Exploratory data analysis on COVID-19 search queries

The team at Bing were generous enough to release search query data with COVID-19 intent. The files are broken down by country and state level granularity so we can understand how the world is coping with the pandemic through search.

What follows is an exploratory analysis on how US Bing users are searching for COVID-19 (a.k.a. coronavirus) information.

tl;dr

COVID-19 search queries generally fall into five distinct categories:

1. Awareness
2. Consideration
3. Management
4. Unease
5. Advocacy (?)

About the data

Bing search logs
Desktop only
Date ranges: 2020-01-01 to 2020-04-30
Only searches that were issued many times by multiple users were included
Dataset includes queries from all over the world that had an intent related to the Coronavirus or Covid-19
In some cases this intent is explicit in the query itself, e.g. “Coronavirus updates Seattle” in other cases it is implicit , e.g. “Shelter in place”
Implicit intent of search queries (e.g. Toilet paper) were extracted by using random walks on the click graph approach
All personal data was removed

Download data

Here is a simple script I wrote to retrieve, parse and compile state level data into a CSV where we can execute it with the following #rstats command:

source("consolidate_bing_covid19_files.R")
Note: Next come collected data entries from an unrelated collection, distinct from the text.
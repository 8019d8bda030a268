mod common_test_utils;
use common_test_utils::*;

use market_analytics::analyzer::comprehensive_analyzer::ComprehensiveAnalyzer;
use market_analytics::feed::{CombinedStreamClient, MarketMonitor, RestClient};
use market_analytics::model::CandleInterval;
use market_analytics::service::AnalysisService;
use std::sync::Arc;

fn offline_service() -> (Arc<MarketMonitor>, AnalysisService) {
    let rest = RestClient::with_base_url("http://127.0.0.1:9").expect("클라이언트 생성");
    let stream = Arc::new(CombinedStreamClient::new());
    let monitor = Arc::new(MarketMonitor::new(rest.clone(), stream));
    let service = AnalysisService::new(Arc::clone(&monitor), rest, ComprehensiveAnalyzer::new());
    (monitor, service)
}

#[tokio::test]
async fn test_analyze_symbol_uses_cached_windows() {
    let (monitor, service) = offline_service();

    monitor
        .seed_klines("BTCUSDT", CandleInterval::Minute3, uptrend_klines(60, 100.0, 0.2))
        .await;
    monitor
        .seed_klines(
            "BTCUSDT",
            CandleInterval::Hour4,
            rising_zigzag_klines(120, 100.0, 1.0),
        )
        .await;

    let result = service.analyze_symbol("btc").await.expect("분석 성공");
    assert_eq!(result.symbol, "BTCUSDT");
    assert!(result.current_price > 0.0);
    assert!(result.dow_theory.is_some());

    // 신호 집합 불변식: 정렬, 상한
    for pair in result.unified_signals.windows(2) {
        assert!(pair[0].confidence >= pair[1].confidence);
    }
}

#[tokio::test]
async fn test_analyze_symbol_fails_without_any_window() {
    let (_monitor, service) = offline_service();
    // 캐시도 REST도 없는 심볼은 오류
    assert!(service.analyze_symbol("DOGEUSDT").await.is_err());
}
/// 가치 영역
#[derive(Debug, Clone, Default, Serialize, Deserialize)]
pub struct ValueArea {
    pub high: f64,
    pub low: f64,
    /// 영역 누적 거래량 비율 [0,100]
    pub volume_percent: f64,
    pub price_range: f64,
    /// 전체 가격 범위 대비 영역 범위 비율 [0,100]
    pub price_range_percent: f64,
    pub profile_width: f64,
    /// 거래량 비율 / 빈 비율 (1보다 크면 집중)
    pub concentration: f64,
}

/// 거래량 통계
#[derive(Debug, Clone, Default, Serialize, Deserialize)]
pub struct VolumeStats {
    pub total_volume: f64,
    pub total_buy_volume: f64,
    pub total_sell_volume: f64,
    pub buy_sell_ratio: f64,
    /// 거래량 가중 평균가
    pub avg_price: f64,
    pub median_price: f64,
    /// 거래량 가중 가격 표준편차
    pub price_std_dev: f64,
    pub max_level: Option<PriceLevel>,
    pub min_level: Option<PriceLevel>,
}

/// 볼륨 프로파일 분석 결과
#[derive(Debug, Clone, Serialize, Deserialize)]
pub struct VolumeProfile {
    pub poc: Option<PriceLevel>,
    pub vah: f64,
    pub val: f64,
    pub value_area: ValueArea,
    pub levels: Vec<PriceLevel>,
    pub stats: VolumeStats,
}

/// 볼륨 프로파일 신호 유형
#[derive(Debug, Clone, Copy, PartialEq, Eq, Serialize, Deserialize)]
#[serde(rename_all = "snake_case")]
pub enum VpSignalKind {
    PocTest,
    ValueAreaBreakout,
    ValueAreaReturn,
    HighVolume,
    LowVolume,
    Imbalance,
}

/// 볼륨 프로파일 신호
#[derive(Debug, Clone, Serialize, Deserialize)]
pub struct VpSignal {
    pub kind: VpSignalKind,
    /// 신호가 기준으로 삼은 가격 레벨
    pub level: f64,
    pub current_price: f64,
    pub strength: f64,
    pub description: String,
    pub action: SignalAction,
    pub confidence: f64,
    pub timestamp: i64,
}

/// 볼륨 프로파일 분석기
#[derive(Debug, Clone)]
pub struct VolumeProfileAnalyzer {
    config: VpConfig,
}
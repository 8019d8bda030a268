use crate::model::Candle;

/// 상대강도지수 (Wilder 평활)
///
/// 초기 평균 상승/하락폭은 처음 period개 변화량의 산술평균으로 계산하고,
/// 이후는 Wilder 방식으로 지수 평활합니다. 하락폭이 전혀 없으면 100을
/// 반환하며, 데이터가 부족하면 0을 반환합니다.
pub fn rsi<C: Candle>(candles: &[C], period: usize) -> f64 {
    if period == 0 || candles.len() <= period {
        return 0.0;
    }

    let mut gains = 0.0;
    let mut losses = 0.0;
    for i in 1..=period {
        let change = candles[i].close_price() - candles[i - 1].close_price();
        if change > 0.0 {
            gains += change;
        } else {
            losses += -change;
        }
    }

    let mut avg_gain = gains / period as f64;
    let mut avg_loss = losses / period as f64;

    let n = period as f64;
    for i in (period + 1)..candles.len() {
        let change = candles[i].close_price() - candles[i - 1].close_price();
        if change > 0.0 {
            avg_gain = (avg_gain * (n - 1.0) + change) / n;
            avg_loss = (avg_loss * (n - 1.0)) / n;
        } else {
            avg_gain = (avg_gain * (n - 1.0)) / n;
            avg_loss = (avg_loss * (n - 1.0) + (-change)) / n;
        }
    }

    if avg_loss == 0.0 {
        return 100.0;
    }

    let rs = avg_gain / avg_loss;
    100.0 - (100.0 / (1.0 + rs))
}

#[cfg(test)]
mod tests {
    use super::*;
    use crate::model::Kline;

    fn closes_to_klines(closes: &[f64]) -> Vec<Kline> {
        closes
            .iter()
            .enumerate()
            .map(|(i, &close)| Kline {
                open_time: i as i64,
                close,
                ..Default::default()
            })
            .collect()
    }

    #[test]
    fn test_rsi_all_gains_is_100() {
        let closes: Vec<f64> = (0..30).map(|i| 100.0 + i as f64).collect();
        let klines = closes_to_klines(&closes);
        assert!((rsi(&klines, 14) - 100.0).abs() < 1e-9);
    }

    #[test]
    fn test_rsi_all_losses_is_near_zero() {
        let closes: Vec<f64> = (0..30).map(|i| 130.0 - i as f64).collect();
        let klines = closes_to_klines(&closes);
        assert!(rsi(&klines, 14) < 1.0);
    }

    #[test]
    fn test_rsi_balanced_series_near_50() {
        let closes: Vec<f64> = (0..40)
            .map(|i| if i % 2 == 0 { 100.0 } else { 101.0 })
            .collect();
        let klines = closes_to_klines(&closes);
        let value = rsi(&klines, 14);
        assert!(value > 40.0 && value < 60.0, "rsi={}", value);
    }

    #[test]
    fn test_rsi_insufficient_data() {
        let klines = closes_to_klines(&[1.0; 14]);
        assert_eq!(rsi(&klines, 14), 0.0);
    }
}
// 거래소 데이터 수집 모듈
// 결합 스트림 WebSocket 하나로 모든 K선 스트림을 수신하고,
// 캐시 미스 시 REST 백필로 윈도우를 채운 뒤 라이브 구독을 등록합니다.
//
// # 주요 컴포넌트
// - combined_stream: 단일 결합 스트림 소비자와 구독자별 큐 분배
// - rest: K선 백필 / 미결제약정 / 펀딩비 REST 클라이언트
// - message: 스트림 페이로드 디코딩
// - monitor: (심볼, 주기)별 캔들 윈도우 유지와 조회 API

pub mod combined_stream;
pub mod message;
pub mod monitor;
pub mod rest;

pub use combined_stream::CombinedStreamClient;
pub use monitor::MarketMonitor;
pub use rest::{OpenInterest, RestClient};

use std::fmt::Display;

/// 수집 계층 오류
#[derive(Debug)]
pub enum FeedError {
    /// WebSocket 전송 오류
    Transport(String),
    /// REST 호출 오류 (네트워크, 비 2xx)
    Http(String),
    /// 페이로드 디코딩 오류
    Decode(String),
    /// 연결 전 구독 시도
    NotConnected,
    /// 구독 제어 프레임 전송 실패
    Subscribe(String),
}

impl Display for FeedError {
    fn fmt(&self, f: &mut std::fmt::Formatter<'_>) -> std::fmt::Result {
        match self {
            FeedError::Transport(msg) => write!(f, "전송 오류: {}", msg),
            FeedError::Http(msg) => write!(f, "REST 오류: {}", msg),
            FeedError::Decode(msg) => write!(f, "디코딩 오류: {}", msg),
            FeedError::NotConnected => write!(f, "스트림이 연결되어 있지 않습니다"),
            FeedError::Subscribe(msg) => write!(f, "구독 오류: {}", msg),
        }
    }
}

impl std::error::Error for FeedError {}

impl From<reqwest::Error> for FeedError {
    fn from(err: reqwest::Error) -> FeedError {
        FeedError::Http(err.to_string())
    }
}
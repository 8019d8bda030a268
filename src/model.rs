use chrono::{DateTime, Utc};
use serde::{Deserialize, Serialize};
use std::fmt::{Debug, Display};
use std::str::FromStr;

/// 캔들(봉) 데이터 접근 트레이트
///
/// 분석기는 구체 타입 대신 이 트레이트에 대해 제네릭하게 동작합니다.
/// 모든 가격/수량 필드는 IEEE-754 double이며, 시각은 ms epoch입니다.
pub trait Candle: Clone + Debug + Display + Send + Sync {
    /// 캔들 시작 시각 (ms epoch)
    fn open_time(&self) -> i64;
    /// 캔들 종료 시각 (ms epoch)
    fn close_time(&self) -> i64;
    /// 시가
    fn open_price(&self) -> f64;
    /// 고가
    fn high_price(&self) -> f64;
    /// 저가
    fn low_price(&self) -> f64;
    /// 종가
    fn close_price(&self) -> f64;
    /// 기초 자산 거래량
    fn volume(&self) -> f64;
    /// 호가 자산 거래량
    fn quote_volume(&self) -> f64;
    /// 테이커 매수 기초 거래량
    fn taker_buy_volume(&self) -> f64;
    /// 거래 횟수
    fn trade_count(&self) -> u64;

    /// 시작 시각을 DateTime으로 변환
    fn datetime(&self) -> DateTime<Utc> {
        DateTime::from_timestamp_millis(self.open_time()).unwrap_or_default()
    }

    /// 중간 가격 (high+low)/2
    fn hl2(&self) -> f64 {
        (self.high_price() + self.low_price()) / 2.0
    }

    /// 양봉 여부
    fn is_bullish(&self) -> bool {
        self.close_price() > self.open_price()
    }
}

/// 거래소 K선 한 개
///
/// REST 백필 응답과 WebSocket 스트림 업데이트가 모두 이 타입으로
/// 정규화됩니다. 윈도우의 마지막 원소는 진행 중 캔들일 수 있습니다.
#[derive(Debug, Clone, Default, PartialEq, Serialize, Deserialize)]
pub struct Kline {
    pub open_time: i64,
    pub close_time: i64,
    pub open: f64,
    pub high: f64,
    pub low: f64,
    pub close: f64,
    pub volume: f64,
    pub quote_volume: f64,
    pub taker_buy_volume: f64,
    pub taker_buy_quote_volume: f64,
    pub trades: u64,
}

impl Display for Kline {
    fn fmt(&self, f: &mut std::fmt::Formatter<'_>) -> std::fmt::Result {
        write!(
            f,
            "Kline(t={}, o={}, h={}, l={}, c={}, v={})",
            self.open_time, self.open, self.high, self.low, self.close, self.volume
        )
    }
}

impl Candle for Kline {
    fn open_time(&self) -> i64 {
        self.open_time
    }
    fn close_time(&self) -> i64 {
        self.close_time
    }
    fn open_price(&self) -> f64 {
        self.open
    }
    fn high_price(&self) -> f64 {
        self.high
    }
    fn low_price(&self) -> f64 {
        self.low
    }
    fn close_price(&self) -> f64 {
        self.close
    }
    fn volume(&self) -> f64 {
        self.volume
    }
    fn quote_volume(&self) -> f64 {
        self.quote_volume
    }
    fn taker_buy_volume(&self) -> f64 {
        self.taker_buy_volume
    }
    fn trade_count(&self) -> u64 {
        self.trades
    }
}

/// 지원하는 캔들 주기
#[derive(Debug, Clone, Copy, PartialEq, Eq, Hash, Serialize, Deserialize)]
pub enum CandleInterval {
    #[serde(rename = "3m")]
    Minute3,
    #[serde(rename = "15m")]
    Minute15,
    #[serde(rename = "30m")]
    Minute30,
    #[serde(rename = "1h")]
    Hour1,
    #[serde(rename = "4h")]
    Hour4,
}

impl CandleInterval {
    /// 지원하는 전체 주기 목록
    pub const ALL: [CandleInterval; 5] = [
        CandleInterval::Minute3,
        CandleInterval::Minute15,
        CandleInterval::Minute30,
        CandleInterval::Hour1,
        CandleInterval::Hour4,
    ];

    /// 거래소 스트림/REST 표기 문자열
    pub fn as_str(&self) -> &'static str {
        match self {
            CandleInterval::Minute3 => "3m",
            CandleInterval::Minute15 => "15m",
            CandleInterval::Minute30 => "30m",
            CandleInterval::Hour1 => "1h",
            CandleInterval::Hour4 => "4h",
        }
    }

    /// 주기 길이 (ms)
    pub fn duration_ms(&self) -> i64 {
        match self {
            CandleInterval::Minute3 => 3 * 60 * 1000,
            CandleInterval::Minute15 => 15 * 60 * 1000,
            CandleInterval::Minute30 => 30 * 60 * 1000,
            CandleInterval::Hour1 => 60 * 60 * 1000,
            CandleInterval::Hour4 => 4 * 60 * 60 * 1000,
        }
    }
}

impl Display for CandleInterval {
    fn fmt(&self, f: &mut std::fmt::Formatter<'_>) -> std::fmt::Result {
        f.write_str(self.as_str())
    }
}

impl FromStr for CandleInterval {
    type Err = String;

    fn from_str(s: &str) -> Result<Self, Self::Err> {
        match s {
            "3m" => Ok(CandleInterval::Minute3),
            "15m" => Ok(CandleInterval::Minute15),
            "30m" => Ok(CandleInterval::Minute30),
            "1h" => Ok(CandleInterval::Hour1),
            "4h" => Ok(CandleInterval::Hour4),
            other => Err(format!("지원하지 않는 캔들 주기: {}", other)),
        }
    }
}

/// 신호가 권고하는 동작
#[derive(Debug, Clone, Copy, PartialEq, Eq, Serialize, Deserialize)]
#[serde(rename_all = "snake_case")]
pub enum SignalAction {
    /// 매수
    Buy,
    /// 매도
    Sell,
    /// 관망
    Hold,
    /// 청산
    Close,
}

impl SignalAction {
    /// 포지션 진입 동작 여부
    pub fn is_entry(&self) -> bool {
        matches!(self, SignalAction::Buy | SignalAction::Sell)
    }
}

impl Display for SignalAction {
    fn fmt(&self, f: &mut std::fmt::Formatter<'_>) -> std::fmt::Result {
        let name = match self {
            SignalAction::Buy => "buy",
            SignalAction::Sell => "sell",
            SignalAction::Hold => "hold",
            SignalAction::Close => "close",
        };
        f.write_str(name)
    }
}

/// 추세 방향
#[derive(Debug, Clone, Copy, PartialEq, Eq, Serialize, Deserialize)]
#[serde(rename_all = "snake_case")]
pub enum TrendDirection {
    Up,
    Down,
    Flat,
}

impl Display for TrendDirection {
    fn fmt(&self, f: &mut std::fmt::Formatter<'_>) -> std::fmt::Result {
        let name = match self {
            TrendDirection::Up => "up",
            TrendDirection::Down => "down",
            TrendDirection::Flat => "flat",
        };
        f.write_str(name)
    }
}

/// 리스크 등급
#[derive(Debug, Clone, Copy, PartialEq, Eq, Serialize, Deserialize)]
#[serde(rename_all = "snake_case")]
pub enum RiskLevel {
    Low,
    Medium,
    High,
}

impl Display for RiskLevel {
    fn fmt(&self, f: &mut std::fmt::Formatter<'_>) -> std::fmt::Result {
        let name = match self {
            RiskLevel::Low => "low",
            RiskLevel::Medium => "medium",
            RiskLevel::High => "high",
        };
        f.write_str(name)
    }
}

/// 심볼을 USDT 무기한 계약 표기로 정규화합니다.
pub fn normalize_symbol(symbol: &str) -> String {
    let upper = symbol.trim().to_uppercase();
    if upper.ends_with("USDT") {
        upper
    } else {
        format!("{}USDT", upper)
    }
}

#[cfg(test)]
mod tests {
    use super::*;

    #[test]
    fn test_interval_round_trip() {
        for interval in CandleInterval::ALL {
            assert_eq!(
                interval.as_str().parse::<CandleInterval>().unwrap(),
                interval
            );
        }
        assert!("2m".parse::<CandleInterval>().is_err());
    }

    #[test]
    fn test_normalize_symbol() {
        assert_eq!(normalize_symbol("btc"), "BTCUSDT");
        assert_eq!(normalize_symbol("ETHUSDT"), "ETHUSDT");
        assert_eq!(normalize_symbol(" sol "), "SOLUSDT");
    }

    #[test]
    fn test_interval_serde_uses_wire_names() {
        let json = serde_json::to_string(&CandleInterval::Minute3).unwrap();
        assert_eq!(json, "\"3m\"");
        let back: CandleInterval = serde_json::from_str("\"4h\"").unwrap();
        assert_eq!(back, CandleInterval::Hour4);
    }
}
We can then read in the data and filter on searches based in the USA:

library(tidyverse)
library(lubridate)
library(scales)

covid_raw <- read_csv("coronavirus-queriesbystate.csv")

covid <- covid_raw %>% 
  filter(Country == 'United States') %>% 
  mutate(Month = floor_date(Date, "month"))

Data check

How many observations per month?

covid %>% 
  count(Month) %>% 
  kableExtra::kable("markdown")

Month	n
2020-01-01	17338
2020-02-01	51080
2020-03-01	436027
2020-04-01	384403

What about unique search queries per month?

covid %>% 
  group_by(Month) %>% 
  distinct(Query) %>% 
  count() %>% 
  ungroup() %>%   
  ggplot(aes(Month, n)) +
  geom_point() +
  geom_line() +
  scale_y_continuous(labels = comma_format()) +
  theme_minimal() +
  labs(x = NULL, y = NULL,
       title = "Count of unique COVID-19 search queries per month",
       caption = "by: @eeysirhc\nSource: Bing Coronavirus Query Set")

Distribution of popularity score?

covid %>% 
  ggplot() +
  geom_histogram(aes(PopularityScore, fill = IsImplicitIntent), color = 'white') +
  scale_y_continuous(labels = comma_format()) +
  theme_minimal() +
  theme(legend.position = 'top') +
  labs(x = "Popularity Score", y = NULL,
       title = "Distribution of COVID-19 search queries by Bing's popularity score",
       caption = "by: @eeysirhc\nSource: Bing Coronavirus Query Set")

Distribution of search query length?

covid %>% 
  distinct(Query, IsImplicitIntent) %>% 
  mutate(qlength = str_count(Query, '\\w+')) %>% 
  ggplot() +
  geom_histogram(aes(qlength, fill = IsImplicitIntent), color = 'white') +
  scale_y_continuous(labels = comma_format()) +
  theme_minimal() +
  theme(legend.position = 'top') +
  labs(x = "Search Query Length", y = NULL,
       title = "Distribution of COVID-19 search query length",
       caption = "by: @eeysirhc\nSource: Bing Coronavirus Query Set")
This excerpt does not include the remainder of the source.